North Korea's secret army of 'cyber warriors'

South Korean security experts suggest that the North is training an elite force of “cyber warriors” - built to launch crippling attacks on companies in the South, or elsewhere.

North Korea this week issued a fiery statement threatening U.S. forces in the Far East with missile attack - but the real danger posed by the rogue state could be invisible.

South Korean security experts suggest that the North is training an elite force of “cyber warriors” - built to launch crippling attacks on companies in the South, or elsewhere.

In its statement this week, the regime warned the South Korean government that the country would be “reduced to ashes and flames” in the first strike.

The dictatorship successfully launched a satellite into space in December 2012 - and conducted an underground nuclear test, its third, in February.

But analysts have said that the regime’s primitive missiles are unlikely to be able to strike U.S bases in Guam or Hawaii, let alone mainland USA.

The real threat might be less tangible - cyber attacks, launched from within the country, either by the government itself, or rogue activists intent on attacking ‘enemies’ of the state.



North Korea recently cut off mobile internet access for visitors to the country, part of the cloak of secrecy that surrounds the state.

A malicious software attack shut down 32,000 computers at South Korean TV networks and banks last week - one of six in the past few years that have been attributed to the regime by South Korean experts.

North Korean defector Kim Heung-Kwang claims that the country’s top science universities train “cyber warriors” to attack Western targets - and that hackers also receive “tuition” from rogue groups in Russia and China.

By contrast, physical attack remains unlikely, according to most analysts.

“It is unlikely that North Korea would be technically capable of carrying out its threats of nuclear attack on the continental United States,” says Andrea Berger, Research Fellow in nuclear analysis at the defence think tank Royal United Services Institute.
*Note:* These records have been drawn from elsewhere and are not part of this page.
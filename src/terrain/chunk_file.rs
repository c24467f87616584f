//! Binary chunk file format (§6) and the streaming loader (§4.H).
//!
//! The writer serialises a whole chunk tree depth-first, NW/NE/SW/SE; the
//! loader mirrors that same traversal but never materialises vertex or
//! index bytes, only the per-chunk metadata and the file offset needed to
//! seek back and stream them on demand.

use std::fs::File;
use std::io::{BufReader, BufWriter, Read, Seek, SeekFrom, Write};
use std::path::Path;

use glam::Vec3;

use super::leb::{ChunkNode, TerrainVertex};

#[derive(Debug, thiserror::Error)]
pub enum ChunkFileError {
    #[error("io error: {0}")]
    Io(#[from] std::io::Error),
    #[error("truncated chunk file: expected {expected} bytes, read {got}")]
    Truncated { expected: usize, got: usize },
    #[error("invalid tree_depth: {0}")]
    BadTreeDepth(u32),
}

type ChunkFileResult<T> = Result<T, ChunkFileError>;

const VERTEX_SIZE: usize = 20; // 3x f32 position + 2x f32 encoded normal
const HEADER_SIZE: usize = 4 + 4 + 4; // tree_depth, max_base_error, chunk_count

fn expected_chunk_count(tree_depth: u32) -> usize {
    (4usize.pow(tree_depth + 1) - 1) / 3
}

/// Writes a whole chunk tree (§6): header, then every chunk in the order
/// `chunks` was produced (depth-first NW/NE/SW/SE).
pub fn write_chunk_file(path: &Path, tree_depth: u32, max_base_error: f32, chunks: &[ChunkNode]) -> ChunkFileResult<()> {
    if chunks.len() != expected_chunk_count(tree_depth) {
        return Err(ChunkFileError::BadTreeDepth(tree_depth));
    }

    let file = File::create(path)?;
    let mut writer = BufWriter::new(file);

    writer.write_all(&(tree_depth as i32).to_le_bytes())?;
    writer.write_all(&max_base_error.to_le_bytes())?;
    writer.write_all(&(chunks.len() as u32).to_le_bytes())?;

    for chunk in chunks {
        write_chunk(&mut writer, chunk)?;
    }

    writer.flush()?;
    log::info!("[terrain::chunk_file] wrote {} chunks to {}", chunks.len(), path.display());
    Ok(())
}

fn write_chunk<W: Write>(writer: &mut W, chunk: &ChunkNode) -> ChunkFileResult<()> {
    writer.write_all(&chunk.label.to_le_bytes())?;
    writer.write_all(&chunk.level.to_le_bytes())?;
    write_vec3(writer, chunk.aabb_min)?;
    write_vec3(writer, chunk.aabb_max)?;

    writer.write_all(&(chunk.vertices.len() as u32).to_le_bytes())?;
    for v in &chunk.vertices {
        writer.write_all(&v.position[0].to_le_bytes())?;
        writer.write_all(&v.position[1].to_le_bytes())?;
        writer.write_all(&v.position[2].to_le_bytes())?;
        writer.write_all(&v.encoded_normal[0].to_le_bytes())?;
        writer.write_all(&v.encoded_normal[1].to_le_bytes())?;
    }

    writer.write_all(&(chunk.indices.len() as u32).to_le_bytes())?;
    for &index in &chunk.indices {
        writer.write_all(&index.to_le_bytes())?;
    }
    Ok(())
}

fn write_vec3<W: Write>(writer: &mut W, v: Vec3) -> ChunkFileResult<()> {
    writer.write_all(&v.x.to_le_bytes())?;
    writer.write_all(&v.y.to_le_bytes())?;
    writer.write_all(&v.z.to_le_bytes())?;
    Ok(())
}

/// One node's metadata as read back from disk. Vertex and index bytes are
/// never copied into memory here; `vertex_count`/`index_count` and
/// `file_offset` are enough for a caller to `read_chunk_vertices`/
/// `read_chunk_indices` on demand (§4.H: load-on-demand streaming).
#[derive(Debug, Clone)]
pub struct ChunkRecord {
    pub label: i32,
    pub level: i32,
    pub aabb_min: Vec3,
    pub aabb_max: Vec3,
    pub vertex_count: u32,
    pub index_count: u32,
    /// Byte offset of this chunk's `label` field, i.e. the start of its
    /// on-disk record.
    pub file_offset: u64,
    pub parent: Option<usize>,
    /// `[nw, ne, sw, se]`, `None` for leaves.
    pub children: [Option<usize>; 4],
}

/// A loaded chunk tree: flat arena of `ChunkRecord`s with index-based
/// parent/child links, plus the path used to stream geometry back in.
pub struct ChunkTree {
    pub tree_depth: u32,
    pub max_base_error: f32,
    pub nodes: Vec<ChunkRecord>,
    path: std::path::PathBuf,
}

impl ChunkTree {
    pub fn root(&self) -> &ChunkRecord {
        &self.nodes[0]
    }

    /// Streams just this chunk's vertex buffer off disk (§4.H: callers
    /// load geometry lazily as chunks activate).
    pub fn read_chunk_vertices(&self, record: &ChunkRecord) -> ChunkFileResult<Vec<TerrainVertex>> {
        let mut file = File::open(&self.path)?;
        let vertex_header_offset = record.file_offset + 4 + 4 + 24; // label, level, aabb min+max
        file.seek(SeekFrom::Start(vertex_header_offset + 4))?; // skip the vertex_count field itself
        let mut out = Vec::with_capacity(record.vertex_count as usize);
        let mut buf = [0u8; VERTEX_SIZE];
        for _ in 0..record.vertex_count {
            file.read_exact(&mut buf)?;
            out.push(TerrainVertex {
                position: [
                    f32::from_le_bytes(buf[0..4].try_into().unwrap()),
                    f32::from_le_bytes(buf[4..8].try_into().unwrap()),
                    f32::from_le_bytes(buf[8..12].try_into().unwrap()),
                ],
                encoded_normal: [
                    f32::from_le_bytes(buf[12..16].try_into().unwrap()),
                    f32::from_le_bytes(buf[16..20].try_into().unwrap()),
                ],
            });
        }
        Ok(out)
    }

    /// Streams just this chunk's index buffer off disk.
    pub fn read_chunk_indices(&self, record: &ChunkRecord) -> ChunkFileResult<Vec<u32>> {
        let mut file = File::open(&self.path)?;
        let vertex_header_offset = record.file_offset + 4 + 4 + 24;
        let index_header_offset = vertex_header_offset + 4 + (record.vertex_count as u64) * VERTEX_SIZE as u64;
        file.seek(SeekFrom::Start(index_header_offset + 4))?;
        let mut out = Vec::with_capacity(record.index_count as usize);
        let mut buf = [0u8; 4];
        for _ in 0..record.index_count {
            file.read_exact(&mut buf)?;
            out.push(u32::from_le_bytes(buf));
        }
        Ok(out)
    }
}

/// Reads the header and every chunk's metadata (§4.H), without
/// materialising any vertex or index data. Vertex/index bytes are skipped
/// with a seek, so loading a deep tree stays cheap regardless of mesh
/// density.
pub fn read_chunk_tree(path: &Path) -> ChunkFileResult<ChunkTree> {
    let file = File::open(path)?;
    let mut reader = BufReader::new(file);

    let tree_depth = read_i32(&mut reader)? as u32;
    let max_base_error = read_f32(&mut reader)?;
    let chunk_count = read_u32(&mut reader)?;
    if chunk_count as usize != expected_chunk_count(tree_depth) {
        return Err(ChunkFileError::BadTreeDepth(tree_depth));
    }

    let mut nodes = Vec::with_capacity(chunk_count as usize);
    read_node(&mut reader, HEADER_SIZE as u64, None, tree_depth as i32, &mut nodes)?;

    Ok(ChunkTree { tree_depth, max_base_error, nodes, path: path.to_path_buf() })
}

fn read_node<R: Read + Seek>(
    reader: &mut R,
    file_offset: u64,
    parent: Option<usize>,
    level: i32,
    nodes: &mut Vec<ChunkRecord>,
) -> ChunkFileResult<usize> {
    let label = read_i32(reader)?;
    let node_level = read_i32(reader)?;
    let aabb_min = read_vec3(reader)?;
    let aabb_max = read_vec3(reader)?;

    let vertex_count = read_u32(reader)?;
    reader.seek(SeekFrom::Current((vertex_count as i64) * VERTEX_SIZE as i64))?;

    let index_count = read_u32(reader)?;
    reader.seek(SeekFrom::Current((index_count as i64) * 4))?;

    let this_index = nodes.len();
    nodes.push(ChunkRecord {
        label,
        level: node_level,
        aabb_min,
        aabb_max,
        vertex_count,
        index_count,
        file_offset,
        parent,
        children: [None; 4],
    });

    if level > 0 {
        let mut children = [None; 4];
        for slot in children.iter_mut() {
            let child_offset = reader.stream_position()?;
            *slot = Some(read_node(reader, child_offset, Some(this_index), level - 1, nodes)?);
        }
        nodes[this_index].children = children;
    }

    Ok(this_index)
}

fn read_i32<R: Read>(reader: &mut R) -> ChunkFileResult<i32> {
    let mut buf = [0u8; 4];
    reader.read_exact(&mut buf)?;
    Ok(i32::from_le_bytes(buf))
}

fn read_u32<R: Read>(reader: &mut R) -> ChunkFileResult<u32> {
    let mut buf = [0u8; 4];
    reader.read_exact(&mut buf)?;
    Ok(u32::from_le_bytes(buf))
}

fn read_f32<R: Read>(reader: &mut R) -> ChunkFileResult<f32> {
    let mut buf = [0u8; 4];
    reader.read_exact(&mut buf)?;
    Ok(f32::from_le_bytes(buf))
}

fn read_vec3<R: Read>(reader: &mut R) -> ChunkFileResult<Vec3> {
    Ok(Vec3::new(read_f32(reader)?, read_f32(reader)?, read_f32(reader)?))
}

#[cfg(test)]
mod tests {
    use super::*;
    use crate::config::{BoundaryPolicy, TerrainConfig};
    use crate::terrain::heightmap::{build_heightmap, lindstrom_koller_update};
    use crate::terrain::leb::build_chunk_tree;
    use crate::terrain::quadtree::propagate_activation;
    use image::DynamicImage;
    use tempfile::tempdir;

    fn build_chunks(tree_depth: u32, size: u32) -> Vec<ChunkNode> {
        let config = TerrainConfig { tree_depth, max_base_error: 1.0, ..Default::default() };
        let image = DynamicImage::new_luma8(size, size);
        let mut hm = build_heightmap(&image, &config);
        lindstrom_koller_update(&mut hm);
        propagate_activation(&mut hm, tree_depth);
        build_chunk_tree(&mut hm, tree_depth, BoundaryPolicy::ForceMerge).unwrap()
    }

    #[test]
    fn test_round_trip_preserves_chunk_count_and_metadata() {
        let chunks = build_chunks(1, 3);
        let dir = tempdir().unwrap();
        let path = dir.path().join("terrain.chunks");
        write_chunk_file(&path, 1, 1.0, &chunks).unwrap();

        let tree = read_chunk_tree(&path).unwrap();
        assert_eq!(tree.nodes.len(), chunks.len());
        assert_eq!(tree.tree_depth, 1);
        assert_eq!(tree.root().level, chunks[0].level);
        assert_eq!(tree.root().children.iter().filter(|c| c.is_some()).count(), 4);
    }

    #[test]
    fn test_streamed_vertices_match_written_vertices() {
        let chunks = build_chunks(1, 3);
        let dir = tempdir().unwrap();
        let path = dir.path().join("terrain.chunks");
        write_chunk_file(&path, 1, 1.0, &chunks).unwrap();

        let tree = read_chunk_tree(&path).unwrap();
        let vertices = tree.read_chunk_vertices(tree.root()).unwrap();
        assert_eq!(vertices.len(), chunks[0].vertices.len());
        for (got, want) in vertices.iter().zip(chunks[0].vertices.iter()) {
            assert_eq!(got.position, want.position);
            assert_eq!(got.encoded_normal, want.encoded_normal);
        }
    }

    #[test]
    fn test_mismatched_chunk_count_is_rejected() {
        let chunks = build_chunks(1, 3);
        assert!(write_chunk_file(&std::path::PathBuf::from("/dev/null"), 2, 1.0, &chunks).is_err());
    }
}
It’s still disputed whether the North Korean government is directly behind cyber attacks such as last week’s.

Western security companies are less certain of who is to blame. The attacks appeared to come from an IP address in China - although this is likely to have been a ruse to conceal the real location of the attackers.

Internet security company Kaspersky Labs said in a statement last week, “"Obviously, the attacks were designed to be 'loud' - the victims are broadcasting companies and banks. This makes us think we are not dealing with a serious, determined adversary but hacktivists looking for quick fame.”

Analyst Roel Schouwenberg, Senior Anti-Virus Researcher, of Kaspersky Labs, says that:“The complete scope of last week's attacks hasn't yet been determined. The malware wasn't particularly complex, but the execution was well done, so it should just be a few people.”

“Conducting basic cyber-attacks isn't hard at all. So you could potentially be looking at a single motivated attacker who put in a lot of time. Having a bigger team of people would generally reduce the amount of time needed to prepare and execute an attack.”

The attacks may not have come from government, but instead from activist groups.

Within North Korea, the country’s elite are keen computer users, with Chinese-made tablet PCs and a dedicated North Korean operating system, Red Star, used in place of Windows or Mac OS.

“Given the state of cyber-security, a group of dedicated hacktivists can decide they want to attack a particular company or vertical and are likely to be successful,” says Schouwenberg. “When there are already geo-political tensions this can be cause for serious escalation.”

The relative lack of sophistication of the attacks on South Korea could also be a smokescreen.

While malware attacks such as Stuxnet and Flame are thought to be the work of nation states due to the sophistication of their code, none has been traced back to its authors.

“Nation-state actors may be moving from more to less complex malware in an attempt to make attribution more difficult,” says Schouwenberg. “After all, only top experts can create top quality code, but a lot more people can produce average quality code."

“When there's no physical war already happening nation-state actors will be very keen to make sure that especially their destructive/disruptive (cyber) operations are not attributable - especially now that more and more nations have stated that cyber operations can be cause for physical retaliation.”